- Assignment: Up through the line that contains "one step are", retype the entries exactly, beginning at the very first line.

- Supplied records:
◇ ◇ ◇

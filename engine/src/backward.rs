//! Finite-horizon backward induction, generic over the value type
//!
//! The driver knows nothing about what a value is. A [`BackupAlgebra`] supplies
//! the initial value, how an immediate reward is added, how successor values
//! are mixed, and how competing actions are compared. Each step is a pure
//! function of the previous step's table, so all states of one step are
//! backed up in parallel with Rayon using only shared references.

use crate::error::{EngineError, Result};
use crate::mdp::{ActionChoice, ActionKey, ActionRestriction, Mdp, StateKey};
use rayon::prelude::*;
use std::cmp::Ordering;
use std::collections::HashMap;
use std::sync::Arc;
use tracing::debug;

/// Pure function from state to value.
///
/// Cheap to clone; evaluation is lazy, so composed functions do their work
/// per state on demand.
pub struct ValueFunction<S, V> {
    eval: Arc<dyn Fn(&S) -> Result<V> + Send + Sync>,
}

impl<S, V> Clone for ValueFunction<S, V> {
    fn clone(&self) -> Self {
        ValueFunction { eval: Arc::clone(&self.eval) }
    }
}

impl<S: 'static, V: 'static> ValueFunction<S, V> {
    pub fn new<F>(eval: F) -> Self
    where
        F: Fn(&S) -> Result<V> + Send + Sync + 'static,
    {
        ValueFunction { eval: Arc::new(eval) }
    }

    /// Value function backed by a computed table; unknown states are errors.
    pub fn from_table(table: HashMap<S, V>) -> Self
    where
        S: StateKey,
        V: Clone + Send + Sync,
    {
        Self::new(move |s| table.get(s).cloned().ok_or(EngineError::UnknownState))
    }

    pub fn apply(&self, state: &S) -> Result<V> {
        (self.eval)(state)
    }

    /// Compose with `f`, evaluated lazily per state.
    pub fn map<W, F>(&self, f: F) -> ValueFunction<S, W>
    where
        W: 'static,
        F: Fn(V) -> Result<W> + Send + Sync + 'static,
    {
        let inner = self.clone();
        ValueFunction::new(move |s| f(inner.apply(s)?))
    }
}

/// Value-type operations used by [`backward_induction`].
pub trait BackupAlgebra<S, A>: Sync {
    type Value: Clone + Send + Sync;

    /// Value of every state before the first backup.
    fn initial(&self, state: &S) -> Result<Self::Value>;

    /// An immediate reward lifted into the value type.
    fn reward_value(&self, reward: f64) -> Result<Self::Value>;

    /// Add an immediate scalar reward to a value.
    fn add(&self, value: &Self::Value, reward: f64) -> Result<Self::Value>;

    /// Mix values by probability weight.
    fn mix(&self, branches: Vec<(&Self::Value, f64)>) -> Result<Self::Value>;

    fn compare(&self, a: &Self::Value, b: &Self::Value) -> Result<Ordering>;

    /// Pick among competing action values. Defaults to the maximum under
    /// [`BackupAlgebra::compare`].
    fn select(&self, candidates: Vec<Self::Value>) -> Result<Self::Value> {
        let mut iter = candidates.into_iter();
        let mut best = iter.next().ok_or(EngineError::NoCandidates)?;
        for candidate in iter {
            if self.compare(&candidate, &best)? == Ordering::Greater {
                best = candidate;
            }
        }
        Ok(best)
    }
}

/// Run `horizon` synchronous backups over every state of `mdp`.
pub fn backward_induction<S, A, M, B, R>(
    mdp: &M,
    horizon: usize,
    algebra: &B,
    restriction: &R,
) -> Result<ValueFunction<S, B::Value>>
where
    S: StateKey + 'static,
    A: ActionKey,
    M: Mdp<S, A>,
    B: BackupAlgebra<S, A>,
    B::Value: 'static,
    R: ActionRestriction<S, A>,
{
    let states = mdp.states();
    let mut table: HashMap<S, B::Value> = states
        .iter()
        .map(|s| Ok((s.clone(), algebra.initial(s)?)))
        .collect::<Result<_>>()?;

    for step in 0..horizon {
        let next: Vec<(S, B::Value)> = states
            .par_iter()
            .map(|s| Ok((s.clone(), backup_state(mdp, algebra, restriction, &table, s)?)))
            .collect::<Result<_>>()?;
        table = next.into_iter().collect();
        debug!(step = step + 1, horizon, states = states.len(), "backup step complete");
    }

    Ok(ValueFunction::from_table(table))
}

/// One Bellman backup of `state` against the previous step's table.
fn backup_state<S, A, M, B, R>(
    mdp: &M,
    algebra: &B,
    restriction: &R,
    table: &HashMap<S, B::Value>,
    state: &S,
) -> Result<B::Value>
where
    S: StateKey,
    A: ActionKey,
    M: Mdp<S, A>,
    B: BackupAlgebra<S, A>,
    R: ActionRestriction<S, A>,
{
    let lookup = |s: &S| table.get(s).ok_or(EngineError::UnknownState);

    let available = mdp.actions(state);
    match restriction.restrict(state, available.clone()) {
        ActionChoice::Weighted(weights) => {
            if let Some(&(_, w)) = weights.iter().find(|&&(_, w)| !w.is_finite() || w < 0.0) {
                return Err(EngineError::InvalidWeights(w));
            }
            if weights.iter().any(|(a, _)| !available.contains(a)) {
                return Err(EngineError::UnavailableAction);
            }
            let played: Vec<(A, f64)> = weights.into_iter().filter(|&(_, w)| w > 0.0).collect();
            if played.is_empty() {
                return lookup(state).cloned();
            }
            let mut values = played
                .iter()
                .map(|(a, w)| Ok((action_value(mdp, algebra, table, state, a)?, *w)))
                .collect::<Result<Vec<_>>>()?;
            if values.len() == 1 {
                return Ok(values.remove(0).0);
            }
            algebra.mix(values.iter().map(|(v, w)| (v, *w)).collect())
        }
        ActionChoice::Optimize(actions) => {
            if actions.is_empty() {
                return lookup(state).cloned();
            }
            let mut values = actions
                .iter()
                .map(|a| action_value(mdp, algebra, table, state, a))
                .collect::<Result<Vec<_>>>()?;
            if values.len() == 1 {
                return Ok(values.remove(0));
            }
            algebra.select(values)
        }
    }
}

/// Value of playing `action` in `state`: successor values mixed by
/// transition probability, plus the immediate reward.
fn action_value<S, A, M, B>(
    mdp: &M,
    algebra: &B,
    table: &HashMap<S, B::Value>,
    state: &S,
    action: &A,
) -> Result<B::Value>
where
    S: StateKey,
    M: Mdp<S, A>,
    B: BackupAlgebra<S, A>,
{
    let reward = mdp.reward_for(state, action);
    let successors = mdp.transitions(state, action);
    if successors.is_empty() {
        return algebra.reward_value(reward);
    }
    let branches = successors
        .iter()
        .map(|(next, p)| Ok((table.get(next).ok_or(EngineError::UnknownState)?, *p)))
        .collect::<Result<Vec<_>>>()?;
    if branches.len() == 1 {
        return algebra.add(branches[0].0, reward);
    }
    algebra.add(&algebra.mix(branches)?, reward)
}

/// Classic expected-reward instantiation with scalar values.
#[derive(Debug, Clone, Copy, Default)]
pub struct ExpectedRewardAlgebra;

impl<S, A> BackupAlgebra<S, A> for ExpectedRewardAlgebra {
    type Value = f64;

    fn initial(&self, _state: &S) -> Result<f64> {
        Ok(0.0)
    }

    fn reward_value(&self, reward: f64) -> Result<f64> {
        Ok(reward)
    }

    fn add(&self, value: &f64, reward: f64) -> Result<f64> {
        Ok(value + reward)
    }

    fn mix(&self, branches: Vec<(&f64, f64)>) -> Result<f64> {
        if branches.is_empty() {
            return Err(EngineError::EmptyMixture);
        }
        let total: f64 = branches.iter().map(|&(_, w)| w).sum();
        if !total.is_finite() || total <= 0.0 {
            return Err(EngineError::InvalidWeights(total));
        }
        Ok(branches.iter().map(|&(v, w)| v * w).sum::<f64>() / total)
    }

    fn compare(&self, a: &f64, b: &f64) -> Result<Ordering> {
        Ok(a.total_cmp(b))
    }
}

#[cfg(test)]
mod tests {
    use super::*;
    use crate::mdp::{PolicyRestriction, Unrestricted};
    use crate::test_mdp::{build_gamble_mdp, build_two_action_mdp, FixturePolicy, GAMBLE, SAFE};

    #[test]
    fn test_horizon_zero_returns_initial_values() {
        let mdp = build_two_action_mdp();
        let vf = backward_induction(&mdp, 0, &ExpectedRewardAlgebra, &Unrestricted).unwrap();
        assert_eq!(vf.apply(&0).unwrap(), 0.0);
    }

    #[test]
    fn test_expected_value_follows_policy() {
        let mdp = build_gamble_mdp();
        let policy = FixturePolicy::always(mdp.num_states(), SAFE).with_action(0, GAMBLE);
        let restriction = PolicyRestriction::new(&policy);
        let vf = backward_induction(&mdp, 2, &ExpectedRewardAlgebra, &restriction).unwrap();
        assert!((vf.apply(&0).unwrap() - 2.5).abs() < 1e-10);
    }

    #[test]
    fn test_optimize_picks_best_action() {
        let mdp = build_gamble_mdp();
        let vf = backward_induction(&mdp, 2, &ExpectedRewardAlgebra, &Unrestricted).unwrap();
        // Gamble (2.5 in expectation) beats the safe reward of 2.0
        assert!((vf.apply(&0).unwrap() - 2.5).abs() < 1e-10);
    }

    #[test]
    fn test_repeated_rewards_accumulate_over_horizon() {
        let mdp = build_two_action_mdp();
        let vf = backward_induction(&mdp, 3, &ExpectedRewardAlgebra, &Unrestricted).unwrap();
        assert!((vf.apply(&0).unwrap() - 9.0).abs() < 1e-10);
    }

    #[test]
    fn test_randomized_policy_mixes_action_values() {
        let mdp = build_gamble_mdp();
        let policy = FixturePolicy::always(mdp.num_states(), SAFE)
            .with_mixed(0, &[(SAFE, 0.5), (GAMBLE, 0.5)]);
        let restriction = PolicyRestriction::new(&policy);
        let vf = backward_induction(&mdp, 2, &ExpectedRewardAlgebra, &restriction).unwrap();
        assert!((vf.apply(&0).unwrap() - 2.25).abs() < 1e-10);
    }

    #[test]
    fn test_policy_playing_unoffered_action_is_an_error() {
        // GAMBLE only exists in state 0
        let mdp = build_gamble_mdp();
        let policy = FixturePolicy::always(mdp.num_states(), GAMBLE);
        let restriction = PolicyRestriction::new(&policy);
        let err = backward_induction(&mdp, 2, &ExpectedRewardAlgebra, &restriction).err();
        assert_eq!(err, Some(EngineError::UnavailableAction));
    }

    #[test]
    fn test_negative_or_nan_policy_weight_is_an_error() {
        let mdp = build_gamble_mdp();
        let negative = FixturePolicy::always(mdp.num_states(), SAFE)
            .with_mixed(0, &[(SAFE, -0.5), (GAMBLE, 1.5)]);
        let restriction = PolicyRestriction::new(&negative);
        let err = backward_induction(&mdp, 2, &ExpectedRewardAlgebra, &restriction).err();
        assert_eq!(err, Some(EngineError::InvalidWeights(-0.5)));

        let nan = FixturePolicy::always(mdp.num_states(), SAFE).with_mixed(0, &[(SAFE, f64::NAN)]);
        let restriction = PolicyRestriction::new(&nan);
        let err = backward_induction(&mdp, 2, &ExpectedRewardAlgebra, &restriction).err();
        assert!(matches!(err, Some(EngineError::InvalidWeights(w)) if w.is_nan()));
    }

    #[test]
    fn test_zero_weight_action_is_skipped() {
        let mdp = build_gamble_mdp();
        let policy = FixturePolicy::always(mdp.num_states(), SAFE)
            .with_mixed(0, &[(SAFE, 0.0), (GAMBLE, 1.0)]);
        let restriction = PolicyRestriction::new(&policy);
        let vf = backward_induction(&mdp, 2, &ExpectedRewardAlgebra, &restriction).unwrap();
        assert!((vf.apply(&0).unwrap() - 2.5).abs() < 1e-10);
    }

    #[test]
    fn test_unknown_state_is_an_error() {
        let mdp = build_two_action_mdp();
        let vf = backward_induction(&mdp, 1, &ExpectedRewardAlgebra, &Unrestricted).unwrap();
        assert_eq!(vf.apply(&99).unwrap_err(), EngineError::UnknownState);
    }

    #[test]
    fn test_map_is_lazy_composition() {
        let mdp = build_two_action_mdp();
        let vf = backward_induction(&mdp, 1, &ExpectedRewardAlgebra, &Unrestricted).unwrap();
        let doubled = vf.map(|v| Ok(v * 2.0));
        assert!((doubled.apply(&0).unwrap() - 6.0).abs() < 1e-10);
    }
}
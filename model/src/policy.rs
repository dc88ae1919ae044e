//! Table-backed stochastic policies.

use crate::error::ModelError;
use crate::tabular::{ActionId, StateId, TabularMdp};
use riskdist_engine::{Mdp, Policy};
use std::hash::{Hash, Hasher};

/// Per-state action weights. States without an entry take no action.
#[derive(Debug, Clone)]
pub struct TablePolicy {
    weights: Vec<Vec<(ActionId, f64)>>,
}

impl TablePolicy {
    pub fn empty(num_states: usize) -> Self {
        TablePolicy { weights: vec![Vec::new(); num_states] }
    }

    /// Deterministic policy that plays the first listed action available in each state.
    pub fn first_available(mdp: &TabularMdp, preference: &[&str]) -> Result<Self, ModelError> {
        let ids = preference
            .iter()
            .map(|name| {
                mdp.action_id(name)
                    .ok_or_else(|| ModelError::UnknownAction(name.to_string()))
            })
            .collect::<Result<Vec<_>, _>>()?;
        let mut policy = Self::empty(mdp.num_states());
        for state in 0..mdp.num_states() as StateId {
            let available = mdp.actions(&state);
            if let Some(&chosen) = ids.iter().find(|id| available.contains(id)) {
                policy.weights[state as usize] = vec![(chosen, 1.0)];
            }
        }
        Ok(policy)
    }

    pub fn with_action(mut self, state: StateId, action: ActionId) -> Self {
        if let Some(slot) = self.weights.get_mut(state as usize) {
            *slot = vec![(action, 1.0)];
        }
        self
    }

    pub fn with_weights(mut self, state: StateId, weights: &[(ActionId, f64)]) -> Self {
        if let Some(slot) = self.weights.get_mut(state as usize) {
            *slot = weights.to_vec();
        }
        self
    }
}

impl Policy<StateId, ActionId> for TablePolicy {
    fn action_weights(&self, state: &StateId) -> Vec<(ActionId, f64)> {
        self.weights.get(*state as usize).cloned().unwrap_or_default()
    }
}

impl PartialEq for TablePolicy {
    fn eq(&self, other: &Self) -> bool {
        self.weights.len() == other.weights.len()
            && self.weights.iter().zip(&other.weights).all(|(a, b)| {
                a.len() == b.len()
                    && a.iter().zip(b).all(|(x, y)| x.0 == y.0 && x.1.to_bits() == y.1.to_bits())
            })
    }
}

impl Eq for TablePolicy {}

impl Hash for TablePolicy {
    fn hash<H: Hasher>(&self, state: &mut H) {
        self.weights.len().hash(state);
        for row in &self.weights {
            row.len().hash(state);
            for &(a, w) in row {
                a.hash(state);
                w.to_bits().hash(state);
            }
        }
    }
}
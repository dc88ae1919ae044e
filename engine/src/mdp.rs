//! Decision-model boundary: MDPs, policies and action restriction
//!
//! The engine never owns a transition model. It reads one through [`Mdp`] and
//! learns which actions to back up through an [`ActionRestriction`], which is
//! either a fixed [`Policy`] or "leave it to the algebra".

use std::hash::Hash;

/// Requirements on state identifiers: hashable table keys shared across
/// rayon workers.
pub trait StateKey: Clone + Eq + Hash + Send + Sync {}

impl<T: Clone + Eq + Hash + Send + Sync> StateKey for T {}

/// Requirements on action identifiers.
pub trait ActionKey: Clone + PartialEq + Send + Sync {}

impl<T: Clone + PartialEq + Send + Sync> ActionKey for T {}

/// Finite Markov decision process with scalar rewards.
pub trait Mdp<S, A>: Sync {
    /// Every state the value table is computed for.
    fn states(&self) -> Vec<S>;

    /// Actions available in `state` (empty for absorbing states).
    fn actions(&self, state: &S) -> Vec<A>;

    /// Immediate reward for playing `action` in `state`.
    fn reward_for(&self, state: &S, action: &A) -> f64;

    /// Successor states with their probabilities. An empty list ends the
    /// episode after the immediate reward.
    fn transitions(&self, state: &S, action: &A) -> Vec<(S, f64)>;
}

/// Fixed (possibly randomized) policy.
pub trait Policy<S, A>: Sync {
    /// Actions chosen in `state` with their probabilities.
    fn action_weights(&self, state: &S) -> Vec<(A, f64)>;
}

/// Outcome of restricting the actions of a state.
#[derive(Debug, Clone, PartialEq)]
pub enum ActionChoice<A> {
    /// Play these actions with these probabilities; values are mixed.
    Weighted(Vec<(A, f64)>),
    /// Any of these actions may be played; the algebra selects.
    Optimize(Vec<A>),
}

/// Decides which actions the driver backs up in each state.
pub trait ActionRestriction<S, A>: Sync {
    fn restrict(&self, state: &S, available: Vec<A>) -> ActionChoice<A>;
}

/// Restricts every state to the actions of a fixed policy.
#[derive(Debug, Clone, Copy)]
pub struct PolicyRestriction<'a, P> {
    policy: &'a P,
}

impl<'a, P> PolicyRestriction<'a, P> {
    pub fn new(policy: &'a P) -> Self {
        PolicyRestriction { policy }
    }
}

impl<S, A, P: Policy<S, A>> ActionRestriction<S, A> for PolicyRestriction<'_, P> {
    fn restrict(&self, state: &S, _available: Vec<A>) -> ActionChoice<A> {
        ActionChoice::Weighted(self.policy.action_weights(state))
    }
}

/// Leaves every available action to the algebra's selection.
#[derive(Debug, Clone, Copy, Default)]
pub struct Unrestricted;

impl<S, A> ActionRestriction<S, A> for Unrestricted {
    fn restrict(&self, _state: &S, available: Vec<A>) -> ActionChoice<A> {
        ActionChoice::Optimize(available)
    }
}
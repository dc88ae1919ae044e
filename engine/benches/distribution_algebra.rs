//! Criterion benchmarks for the reward-distribution algebra

use criterion::{black_box, criterion_group, criterion_main, Criterion};
use riskdist_engine::merge::weighted_merge;
use riskdist_engine::truncate::truncate_upper_tail;
use riskdist_engine::{is_strongly_dominating, AccuracyParameters, RewardDistribution};

/// Simple LCG for deterministic pseudo-random supports
struct Lcg {
    state: u64,
}

impl Lcg {
    fn new(seed: u64) -> Self {
        Lcg { state: seed }
    }

    fn next(&mut self) -> u64 {
        self.state = (self.state.wrapping_mul(1103515245).wrapping_add(12345)) & 0x7fffffff;
        self.state
    }
}

/// Distribution with `size` integer outcomes and uniform mass
fn random_distribution(size: usize, seed: u64, params: &AccuracyParameters) -> RewardDistribution {
    let mut lcg = Lcg::new(seed);
    let p = 1.0 / size as f64;
    let pairs: Vec<(f64, f64)> = (0..size).map(|_| ((lcg.next() % 1_000) as f64, p)).collect();
    RewardDistribution::from_pairs(pairs, params).expect("valid benchmark distribution")
}

fn benchmark_mixture(c: &mut Criterion) {
    let params = AccuracyParameters::EXACT;
    let branches: Vec<RewardDistribution> =
        (0..8).map(|i| random_distribution(256, i, &params)).collect();

    c.bench_function("mixture_8x256", |b| {
        b.iter(|| {
            let weighted = branches.iter().map(|d| (d, 0.125));
            black_box(RewardDistribution::mixture(weighted, &params).unwrap())
        })
    });
}

fn benchmark_weighted_merge(c: &mut Criterion) {
    let params = AccuracyParameters::EXACT;
    let dims: Vec<(Vec<RewardDistribution>, f64)> = (0..3)
        .map(|d| {
            let candidates = (0..6).map(|i| random_distribution(32, d * 10 + i, &params)).collect();
            (candidates, 1.0 / 3.0)
        })
        .collect();

    c.bench_function("weighted_merge_6x6x6", |b| {
        b.iter(|| black_box(weighted_merge(black_box(&dims), 1.0, &params).unwrap()))
    });
}

fn benchmark_truncation_and_dominance(c: &mut Criterion) {
    let params = AccuracyParameters::EXACT;
    let a = random_distribution(1_024, 1, &params);
    let b_dist = random_distribution(1_024, 2, &params);

    c.bench_function("truncate_upper_tail_1024", |b| {
        b.iter(|| black_box(truncate_upper_tail(black_box(&a), 0.1, &params).unwrap()))
    });
    c.bench_function("is_strongly_dominating_1024", |b| {
        b.iter(|| black_box(is_strongly_dominating(black_box(&a), black_box(&b_dist))))
    });
}

criterion_group!(
    benches,
    benchmark_mixture,
    benchmark_weighted_merge,
    benchmark_truncation_and_dominance,
);
criterion_main!(benches);
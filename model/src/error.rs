//! Errors raised while building models.

use thiserror::Error;

#[derive(Debug, Clone, PartialEq, Error)]
pub enum ModelError {
    #[error("unknown state id {0}")]
    UnknownState(u32),

    #[error("unknown action {0:?}")]
    UnknownAction(String),

    #[error("state {state} already defines action {action:?}")]
    DuplicateAction { state: String, action: String },

    #[error("transition probabilities of state {state} / action {action:?} sum to {total}")]
    InvalidProbabilities { state: String, action: String, total: f64 },

    #[error("reward {0} is not finite")]
    NonFiniteReward(f64),

    #[error("unknown scenario {0:?}")]
    UnknownScenario(String),

    #[error("unknown policy {policy:?} for scenario {scenario:?}")]
    UnknownPolicy { scenario: String, policy: String },

    #[error("invalid scenario parameter: {0}")]
    InvalidParameter(String),
}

◇ ◇ ◇

- Task answer:
filename engine/src/backward.rs
//! Finite-horizon backward induction, generic over the value type
//!
//! The driver knows nothing about what a value is. A [`BackupAlgebra`] supplies
//! the initial value, how an immediate reward is added, how successor values
//! are mixed, and how competing actions are compared. Each step is a pure
//! function of the previous step's table, so all states of one step are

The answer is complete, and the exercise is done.